Task objective:
Only one stretch of the records below is wanted: the lines from the one holding "filename src/client/create_admin.rs" through the one holding "if User::email_taken(conn, &email, None).await?". Return it exactly, both ends included.

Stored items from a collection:

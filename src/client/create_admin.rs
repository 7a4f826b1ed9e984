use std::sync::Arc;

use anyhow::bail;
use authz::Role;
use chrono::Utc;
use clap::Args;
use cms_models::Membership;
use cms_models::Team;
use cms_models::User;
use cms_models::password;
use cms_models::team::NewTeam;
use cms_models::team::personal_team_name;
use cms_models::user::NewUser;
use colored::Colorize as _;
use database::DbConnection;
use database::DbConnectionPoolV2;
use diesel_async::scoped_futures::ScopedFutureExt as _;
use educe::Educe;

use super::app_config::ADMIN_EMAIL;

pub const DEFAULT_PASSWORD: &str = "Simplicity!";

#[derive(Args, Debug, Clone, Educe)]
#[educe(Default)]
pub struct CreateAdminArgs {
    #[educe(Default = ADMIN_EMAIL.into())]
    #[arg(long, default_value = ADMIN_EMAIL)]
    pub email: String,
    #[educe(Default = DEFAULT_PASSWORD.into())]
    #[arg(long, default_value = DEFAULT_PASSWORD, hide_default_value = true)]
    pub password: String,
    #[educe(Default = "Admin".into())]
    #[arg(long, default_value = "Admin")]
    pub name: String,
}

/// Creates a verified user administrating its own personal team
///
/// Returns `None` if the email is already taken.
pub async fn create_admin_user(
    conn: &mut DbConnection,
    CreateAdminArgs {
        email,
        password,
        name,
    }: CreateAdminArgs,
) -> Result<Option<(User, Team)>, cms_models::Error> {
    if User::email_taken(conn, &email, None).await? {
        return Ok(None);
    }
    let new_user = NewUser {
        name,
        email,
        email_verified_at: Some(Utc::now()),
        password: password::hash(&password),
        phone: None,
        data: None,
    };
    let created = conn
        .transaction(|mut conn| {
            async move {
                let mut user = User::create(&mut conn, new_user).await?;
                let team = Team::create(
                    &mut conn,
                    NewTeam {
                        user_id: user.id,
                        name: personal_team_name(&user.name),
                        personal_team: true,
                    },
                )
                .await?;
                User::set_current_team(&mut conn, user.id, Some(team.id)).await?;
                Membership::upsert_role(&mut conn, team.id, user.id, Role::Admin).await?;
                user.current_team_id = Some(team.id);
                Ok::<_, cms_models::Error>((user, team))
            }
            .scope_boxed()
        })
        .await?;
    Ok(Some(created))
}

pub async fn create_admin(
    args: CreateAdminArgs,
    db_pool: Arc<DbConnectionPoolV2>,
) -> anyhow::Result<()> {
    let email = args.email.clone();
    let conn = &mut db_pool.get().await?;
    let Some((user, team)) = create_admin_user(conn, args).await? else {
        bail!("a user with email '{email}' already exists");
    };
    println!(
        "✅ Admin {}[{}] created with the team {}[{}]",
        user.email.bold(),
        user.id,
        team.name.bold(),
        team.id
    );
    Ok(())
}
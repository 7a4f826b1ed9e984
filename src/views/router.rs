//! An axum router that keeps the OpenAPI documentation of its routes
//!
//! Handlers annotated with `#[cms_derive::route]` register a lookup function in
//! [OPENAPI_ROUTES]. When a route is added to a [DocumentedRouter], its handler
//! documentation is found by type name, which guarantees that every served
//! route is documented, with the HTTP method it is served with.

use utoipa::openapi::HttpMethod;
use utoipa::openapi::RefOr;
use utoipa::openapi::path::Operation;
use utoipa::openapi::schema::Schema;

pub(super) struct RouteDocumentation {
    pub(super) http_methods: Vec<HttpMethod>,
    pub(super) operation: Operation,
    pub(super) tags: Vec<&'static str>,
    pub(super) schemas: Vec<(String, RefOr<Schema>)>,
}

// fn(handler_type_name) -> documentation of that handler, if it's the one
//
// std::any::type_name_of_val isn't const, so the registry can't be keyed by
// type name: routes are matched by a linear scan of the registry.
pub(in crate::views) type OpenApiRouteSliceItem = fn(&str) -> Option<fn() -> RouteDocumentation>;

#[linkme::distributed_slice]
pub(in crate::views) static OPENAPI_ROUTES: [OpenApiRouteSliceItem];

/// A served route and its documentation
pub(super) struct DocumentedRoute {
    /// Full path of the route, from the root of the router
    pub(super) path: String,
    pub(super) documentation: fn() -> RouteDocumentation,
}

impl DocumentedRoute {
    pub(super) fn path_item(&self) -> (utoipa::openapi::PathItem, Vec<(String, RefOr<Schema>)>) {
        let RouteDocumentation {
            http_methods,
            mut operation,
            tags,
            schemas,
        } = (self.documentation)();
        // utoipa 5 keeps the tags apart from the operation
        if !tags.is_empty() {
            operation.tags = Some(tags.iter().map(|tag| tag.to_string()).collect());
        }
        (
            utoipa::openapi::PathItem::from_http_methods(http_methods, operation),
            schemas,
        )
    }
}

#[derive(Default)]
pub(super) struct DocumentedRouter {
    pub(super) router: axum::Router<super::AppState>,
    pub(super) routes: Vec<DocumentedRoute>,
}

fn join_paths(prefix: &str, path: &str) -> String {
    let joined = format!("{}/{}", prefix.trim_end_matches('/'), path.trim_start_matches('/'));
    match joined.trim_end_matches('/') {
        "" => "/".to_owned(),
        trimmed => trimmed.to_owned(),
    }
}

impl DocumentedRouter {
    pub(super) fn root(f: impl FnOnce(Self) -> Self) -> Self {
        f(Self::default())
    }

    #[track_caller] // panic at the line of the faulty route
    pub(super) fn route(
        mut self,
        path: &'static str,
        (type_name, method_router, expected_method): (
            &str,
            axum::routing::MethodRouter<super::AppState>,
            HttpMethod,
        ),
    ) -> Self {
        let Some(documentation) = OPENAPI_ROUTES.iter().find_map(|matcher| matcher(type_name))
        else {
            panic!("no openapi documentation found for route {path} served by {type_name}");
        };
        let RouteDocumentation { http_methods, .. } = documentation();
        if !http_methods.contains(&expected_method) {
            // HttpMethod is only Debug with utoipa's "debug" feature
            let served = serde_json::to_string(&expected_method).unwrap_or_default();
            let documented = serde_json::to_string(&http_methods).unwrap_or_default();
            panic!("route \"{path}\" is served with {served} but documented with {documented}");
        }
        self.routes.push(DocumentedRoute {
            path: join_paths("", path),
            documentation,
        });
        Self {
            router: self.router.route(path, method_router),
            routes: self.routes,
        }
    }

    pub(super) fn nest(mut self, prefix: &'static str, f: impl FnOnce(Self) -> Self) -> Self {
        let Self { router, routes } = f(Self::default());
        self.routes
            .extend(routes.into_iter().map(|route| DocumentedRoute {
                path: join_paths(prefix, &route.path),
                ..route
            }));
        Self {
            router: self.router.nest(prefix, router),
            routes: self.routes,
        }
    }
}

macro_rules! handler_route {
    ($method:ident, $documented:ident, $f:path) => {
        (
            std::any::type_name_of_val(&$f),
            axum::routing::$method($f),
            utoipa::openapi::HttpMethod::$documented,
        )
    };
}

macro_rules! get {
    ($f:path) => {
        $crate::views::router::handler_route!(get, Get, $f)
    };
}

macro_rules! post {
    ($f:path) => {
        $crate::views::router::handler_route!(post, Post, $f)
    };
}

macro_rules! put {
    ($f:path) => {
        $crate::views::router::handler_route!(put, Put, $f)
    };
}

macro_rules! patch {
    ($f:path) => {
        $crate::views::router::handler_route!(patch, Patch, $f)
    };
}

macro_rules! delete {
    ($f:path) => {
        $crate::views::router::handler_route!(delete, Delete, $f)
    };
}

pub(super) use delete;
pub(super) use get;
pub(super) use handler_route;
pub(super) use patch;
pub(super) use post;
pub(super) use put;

--

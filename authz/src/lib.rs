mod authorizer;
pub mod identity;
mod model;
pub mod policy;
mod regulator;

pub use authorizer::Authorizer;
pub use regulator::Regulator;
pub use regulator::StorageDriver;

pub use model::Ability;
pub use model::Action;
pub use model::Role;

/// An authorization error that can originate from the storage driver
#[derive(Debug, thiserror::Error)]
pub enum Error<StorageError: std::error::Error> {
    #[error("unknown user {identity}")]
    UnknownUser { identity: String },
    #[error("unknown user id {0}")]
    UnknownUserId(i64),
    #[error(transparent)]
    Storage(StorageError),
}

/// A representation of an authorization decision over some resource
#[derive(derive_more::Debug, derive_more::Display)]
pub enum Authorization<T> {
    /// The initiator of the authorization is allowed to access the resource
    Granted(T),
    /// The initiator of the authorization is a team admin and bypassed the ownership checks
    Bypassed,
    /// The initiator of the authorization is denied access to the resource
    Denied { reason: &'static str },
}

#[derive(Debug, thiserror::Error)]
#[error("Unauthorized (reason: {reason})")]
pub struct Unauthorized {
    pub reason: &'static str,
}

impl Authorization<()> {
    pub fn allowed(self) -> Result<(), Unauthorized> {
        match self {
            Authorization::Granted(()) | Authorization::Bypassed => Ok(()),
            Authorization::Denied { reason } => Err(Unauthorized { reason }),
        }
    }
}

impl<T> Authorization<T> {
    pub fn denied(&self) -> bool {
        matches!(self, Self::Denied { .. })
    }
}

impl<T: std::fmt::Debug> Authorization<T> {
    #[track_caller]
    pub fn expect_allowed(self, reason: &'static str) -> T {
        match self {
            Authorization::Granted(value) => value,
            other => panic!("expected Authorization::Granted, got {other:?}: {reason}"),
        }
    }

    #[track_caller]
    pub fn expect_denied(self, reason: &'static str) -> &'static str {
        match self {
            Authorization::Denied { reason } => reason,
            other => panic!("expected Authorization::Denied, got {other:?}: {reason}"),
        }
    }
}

Solution for this exercise:
filename src/client/create_admin.rs
repository 7a4f826b1ed9e984
use std::sync::Arc;

use anyhow::bail;
use authz::Role;
use chrono::Utc;
use clap::Args;
use cms_models::Membership;
use cms_models::Team;
use cms_models::User;
use cms_models::password;
use cms_models::team::NewTeam;
use cms_models::team::personal_team_name;
use cms_models::user::NewUser;
use colored::Colorize as _;
use database::DbConnection;
use database::DbConnectionPoolV2;
use diesel_async::scoped_futures::ScopedFutureExt as _;
use educe::Educe;

use super::app_config::ADMIN_EMAIL;

pub const DEFAULT_PASSWORD: &str = "Simplicity!";

#[derive(Args, Debug, Clone, Educe)]
#[educe(Default)]
pub struct CreateAdminArgs {
    #[educe(Default = ADMIN_EMAIL.into())]
    #[arg(long, default_value = ADMIN_EMAIL)]
    pub email: String,
    #[educe(Default = DEFAULT_PASSWORD.into())]
    #[arg(long, default_value = DEFAULT_PASSWORD, hide_default_value = true)]
    pub password: String,
    #[educe(Default = "Admin".into())]
    #[arg(long, default_value = "Admin")]
    pub name: String,
}

/// Creates a verified user administrating its own personal team
///
/// Returns `None` if the email is already taken.
pub async fn create_admin_user(
    conn: &mut DbConnection,
    CreateAdminArgs {
        email,
        password,
        name,
    }: CreateAdminArgs,
) -> Result<Option<(User, Team)>, cms_models::Error> {
    if User::email_taken(conn, &email, None).await? {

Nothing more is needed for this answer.